Check out my top five warnings of a bad hook-up so you know what to watch for before you get your heart bruised.
1- Not responding to you timely- If a person is not making time for you than they are not the one for you. If a person is constantly making excuses or reasons not to be there for you now, then guess what- that person ain’t going to be LATER. Signs of non-interest are prevalent and if you are not smart enough to pick up on that in the beginning than god help your soul. The beginning of a relationship is a focal point. The things you do in the beginning will pave what you will be treated like for the duration. Think about it: if they are not interested in you now in the beginning, what exactly attracted you to them in the beginning?
2- Eye balling – If you are walking with your significant other and you are constantly noticing them noticing everyone else but you: big mistake! They aren’t really that into you. Now, if they are doing a casual glance or the acknowledgement look that is one thing. However, if they are looking the other the way when they are supposed to be looking at you, then that is warning number two. The person you are with should be projecting the attention and energy to you. Not giving you an uncomfortable or disrespected impression. They should have you feel like you are number one and that you are the best thing since internet.
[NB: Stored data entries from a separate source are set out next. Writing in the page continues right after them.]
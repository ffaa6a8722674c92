use tracing::{debug, trace};

use crate::consts::{MAX_ZOOM_FACTOR, MIN_ZOOM_FACTOR};
use crate::geometry::{NaturalSize, Point, ScaleLimits, ViewTransform, ViewportSize};
use crate::viewport::kernel::{
    center_translation, clamp_translation, cover_scale, scale_limits, zoom_at_point,
};

/// Which branch a size observation took.
#[derive(Clone, Copy, Debug, PartialEq, Eq)]
pub enum Refit {
    /// New image or first measurement: cover-and-centre fit.
    Fitted,
    /// Viewport-only resize: relative zoom and focus preserved.
    Resized,
    /// Same dimensions as last time.
    Unchanged,
    /// A dimension is not measured yet; nothing was fitted.
    Deferred,
}

/// Single owner of the live `{scale, translate}` triple.
///
/// Every mutation goes through the kernel clamps, so the cover invariant
/// holds after each call.
#[derive(Clone, Debug, Default)]
pub struct ViewTransformStore {
    transform: ViewTransform,
    viewport: ViewportSize,
    natural: NaturalSize,
    fitted: bool,
}

impl ViewTransformStore {
    pub fn new() -> Self {
        Self::default()
    }

    pub fn transform(&self) -> ViewTransform {
        self.transform
    }

    pub fn viewport(&self) -> ViewportSize {
        self.viewport
    }

    pub fn natural(&self) -> NaturalSize {
        self.natural
    }

    /// True once both sizes have been measured and a fit has run.
    pub fn is_fitted(&self) -> bool {
        self.fitted
    }

    pub fn limits(&self) -> ScaleLimits {
        scale_limits(self.viewport, self.natural)
    }

    /// `scale / base_scale`, clamped to the zoom range.
    pub fn zoom_multiplier(&self) -> f64 {
        let base = self.limits().base_scale;
        (self.transform.scale / base).clamp(MIN_ZOOM_FACTOR, MAX_ZOOM_FACTOR)
    }

    /// Back to the unset baseline.
    pub fn reset(&mut self) {
        *self = Self::default();
    }

    /// Reconcile with freshly measured sizes.
    ///
    /// Natural-size changes and viewport changes are detected separately:
    /// a new image always re-fits, a viewport-only change re-derives the
    /// transform from the previous one, and repeated identical sizes are a
    /// no-op. Unmeasured viewport sizes are never recorded.
    pub fn observe(&mut self, viewport: ViewportSize, natural: NaturalSize) -> Refit {
        if !natural.is_measured() {
            if self.fitted {
                debug!("Natural size cleared, transform unfitted");
            }
            self.natural = natural;
            self.fitted = false;
            if viewport.is_measured() {
                self.viewport = viewport;
            }
            return Refit::Deferred;
        }

        let natural_changed = natural != self.natural || !self.fitted;

        if !viewport.is_measured() {
            if natural_changed {
                self.natural = natural;
                self.fitted = false;
            }
            return Refit::Deferred;
        }

        let viewport_changed = viewport != self.viewport;

        match (natural_changed, viewport_changed) {
            (true, _) => {
                self.fit(viewport, natural);
                Refit::Fitted
            }
            (false, true) => {
                self.resize(viewport);
                Refit::Resized
            }
            (false, false) => Refit::Unchanged,
        }
    }

    pub fn set_viewport_size(&mut self, viewport: ViewportSize) -> Refit {
        self.observe(viewport, self.natural)
    }

    pub fn set_natural_size(&mut self, natural: NaturalSize) -> Refit {
        self.observe(self.viewport, natural)
    }

    fn fit(&mut self, viewport: ViewportSize, natural: NaturalSize) {
        let scale = cover_scale(viewport, natural);
        let (tx, ty) = center_translation(viewport, natural, scale);

        self.viewport = viewport;
        self.natural = natural;
        self.transform = ViewTransform::new(scale, tx, ty);
        self.fitted = true;

        debug!(
            viewport = ?(viewport.width, viewport.height),
            natural = ?(natural.width, natural.height),
            scale,
            tx,
            ty,
            "Cover fit"
        );
    }

    fn resize(&mut self, viewport: ViewportSize) {
        let natural = self.natural;
        let old_viewport = self.viewport;
        let old = self.transform;

        let old_limits = scale_limits(old_viewport, natural);
        let zoom_factor = old.scale / old_limits.base_scale;

        let new_limits = scale_limits(viewport, natural);
        let new_scale = (new_limits.base_scale * zoom_factor)
            .clamp(new_limits.base_scale, new_limits.max_scale);

        // Keep the image point that sat at the old viewport centre centred.
        let focus = old.viewport_to_image(old_viewport.center());
        let center = viewport.center();
        let tx = center.x - focus.x * new_scale;
        let ty = center.y - focus.y * new_scale;
        let (tx, ty) = clamp_translation(viewport, natural, new_scale, tx, ty);

        self.viewport = viewport;
        self.transform = ViewTransform::new(new_scale, tx, ty);

        debug!(
            viewport = ?(viewport.width, viewport.height),
            zoom_factor,
            scale = new_scale,
            "Viewport resized"
        );
    }

    /// Translate by a delta. Scale is untouched.
    pub fn pan(&mut self, dx: f64, dy: f64) {
        if !self.fitted {
            return;
        }
        let t = self.transform;
        let (tx, ty) = clamp_translation(
            self.viewport,
            self.natural,
            t.scale,
            t.translate_x + dx,
            t.translate_y + dy,
        );
        self.transform = ViewTransform::new(t.scale, tx, ty);
        trace!(tx, ty, "Pan");
    }

    /// The single zoom entry point: clamp into the scale limits, anchor
    /// (viewport centre when `anchor` is `None`), then clamp the translate.
    pub fn apply_scale(&mut self, new_scale: f64, anchor: Option<Point>) {
        if !self.fitted || !new_scale.is_finite() {
            return;
        }
        let limits = self.limits();
        let scale = limits.clamp(new_scale);
        let anchor = anchor.unwrap_or_else(|| self.viewport.center());

        let t = self.transform;
        let (tx, ty) = zoom_at_point(
            self.viewport,
            self.natural,
            t.scale,
            scale,
            t.translate_x,
            t.translate_y,
            anchor,
        );
        self.transform = ViewTransform::new(scale, tx, ty);
        trace!(scale, tx, ty, "Zoom");
    }

    /// Multiply the current scale by `factor` around `anchor`.
    pub fn zoom_at(&mut self, anchor: Point, factor: f64) {
        self.apply_scale(self.transform.scale * factor, Some(anchor));
    }

    /// Store a fully specified transform. The scale is kept verbatim,
    /// only the translate is clamped.
    pub fn set_direct(&mut self, transform: ViewTransform) {
        if !self.fitted || !(transform.scale > 0.0 && transform.scale.is_finite()) {
            return;
        }
        let (tx, ty) = clamp_translation(
            self.viewport,
            self.natural,
            transform.scale,
            transform.translate_x,
            transform.translate_y,
        );
        self.transform = ViewTransform::new(transform.scale, tx, ty);
        trace!(tx, ty, "Direct transform");
    }
}
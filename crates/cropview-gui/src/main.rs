mod app;
mod convert;
mod messages;
mod panels;
mod state;
mod worker;

fn main() -> eframe::Result<()> {
    tracing_subscriber::fmt()
        .with_env_filter(
            tracing_subscriber::EnvFilter::from_default_env()
                .add_directive(tracing::Level::INFO.into()),
        )
        .init();

    let options = eframe::NativeOptions {
        viewport: egui::ViewportBuilder::default()
            .with_inner_size([1280.0, 800.0])
            .with_min_inner_size([640.0, 480.0])
            .with_title("Cropview"),
        ..Default::default()
    };

    eframe::run_native(
        "Cropview",
        options,
        Box::new(|cc| Ok(Box::new(app::CropviewApp::new(&cc.egui_ctx)))),
    )
}
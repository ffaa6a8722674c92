mod commands;
mod summary;

use anyhow::Result;
use clap::{Parser, Subcommand};
use tracing_subscriber::EnvFilter;

#[derive(Parser)]
#[command(name = "cropview", about = "Pan, zoom and crop images headlessly")]
#[command(version)]
struct Cli {
    /// Enable verbose output
    #[arg(short, long, global = true)]
    verbose: bool,

    #[command(subcommand)]
    command: Commands,
}

#[derive(Subcommand)]
enum Commands {
    /// Show image dimensions and the cover fit for a viewport
    Info(commands::info::InfoArgs),
    /// Crop an image through the viewer and write the result
    Export(commands::export::ExportArgs),
    /// Print or save the default viewer config as TOML
    Config(commands::config::ConfigArgs),
}

fn main() -> Result<()> {
    let cli = Cli::parse();

    let filter = if cli.verbose {
        EnvFilter::new("debug")
    } else {
        EnvFilter::new("warn")
    };
    tracing_subscriber::fmt().with_env_filter(filter).init();

    match &cli.command {
        Commands::Info(args) => commands::info::run(args),
        Commands::Export(args) => commands::export::run(args),
        Commands::Config(args) => commands::config::run(args),
    }
}
use std::path::Path;

use image::{DynamicImage, ImageFormat, RgbaImage};
use tracing::warn;

use crate::error::{CropviewError, Result};
use crate::export::decode_data_url;

fn ensure_dimensions(img: DynamicImage) -> Result<RgbaImage> {
    let rgba = img.to_rgba8();
    let (width, height) = rgba.dimensions();
    if width == 0 || height == 0 {
        return Err(CropviewError::InvalidDimensions { width, height });
    }
    Ok(rgba)
}

/// Decode an image file into RGBA8.
pub fn load_image(path: &Path) -> Result<RgbaImage> {
    let img = image::open(path).inspect_err(|e| {
        warn!(path = %path.display(), error = %e, "Failed to decode image");
    })?;
    ensure_dimensions(img)
}

/// Save as 8-bit RGBA PNG.
pub fn save_png(img: &RgbaImage, path: &Path) -> Result<()> {
    img.save_with_format(path, ImageFormat::Png)?;
    Ok(())
}

/// Write the PNG carried by an export data string to disk.
pub fn write_data_url(data_url: &str, path: &Path) -> Result<()> {
    let bytes = decode_data_url(data_url)?;
    std::fs::write(path, bytes)?;
    Ok(())
}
Now, if you are further into a relationship than the look can dwindle towards you but in the beginning stages you should be receiving all the looks. Some people are naturally personable and more outgoing than others and that is understandable. The fact is we know what is right from wrong and making excuses for disrespectful behavior will only lead you to heartache in the end.
3- Lack of commonality- So they say opposites attract; I say that is true. Unfortunately, if you have absolutely nothing in common than where do you base your relationship? Oh that’s right the physical, and then for how long? For instance you date an athletic vegan, who inspires to be a politician. You are a chronic pot smoker, decent-looking, and eats what is placed in front of you, and is a Facebook/twitter posting junkie that blogs about everything from what you eat to how you dress. You have no interest in politics, eating healthy or filter what you say or how you are seen. You partner is aspiring in politics, is a health freak, doesn’t engage in remedies and is campaigning against social networking. How long do you think that will last? Yea it’s a little extreme but you get it. Some main point or purpose or your life should marry some main interest of theirs.
4- Unfavorable amongst your peers- Now in this day and age we all know about haters and the warnings signs. But let’s back up and think for one minute that these are your actual friends and they just might have the best interest for you because you handpicked them yourself to be in your life. Why not take their advice when they say he/she will be the next fool we see on TV with their mug shot or drama in Wal-Mart. If your peers disapprove of your significant other, get to the bottom of why. If it is a valid reason address it now and decide if you want to deal with a person like that or not. A lot of time friendships are cut short due to incoming relationships when perhaps it should be the other way. There is always a bigger picture and sometimes the best advice you can receive is from someone from the outside looking in. Just make sure the opinion comes from someone you trust and respect like your parents or close friends and not manipulating frenemies (friend that’s an enemy). You might try the source and ask the person in question’s parents directly. You would be surprised how brutally honest parents are. Some see this as a great time to vent and release repressed emotions.
5- Lack of goals- Here’s a test for you: ask the person you are into where they see themselves in five years. If that is too deep for you or them shorten it to something more attainable like one year. If no intelligent answer comes out or you receive the response of “I live everyday one day at a time,” stop right there reanalyze and then politely move away. Are you kidding me! A person with no goals means a small mind and probably an even smaller future. Just think of the answer “I.” If there is no “we” this person is not thinking of you. Now don’t be so self-centered, if the person has some confirmed goals than that is a plus! You didn’t say where you expect to see “us” in a year/five so don’t be stuck on it. The main point is the person thinks about the future has a path to follow and wants something out of life. A person with no goals will quickly fold.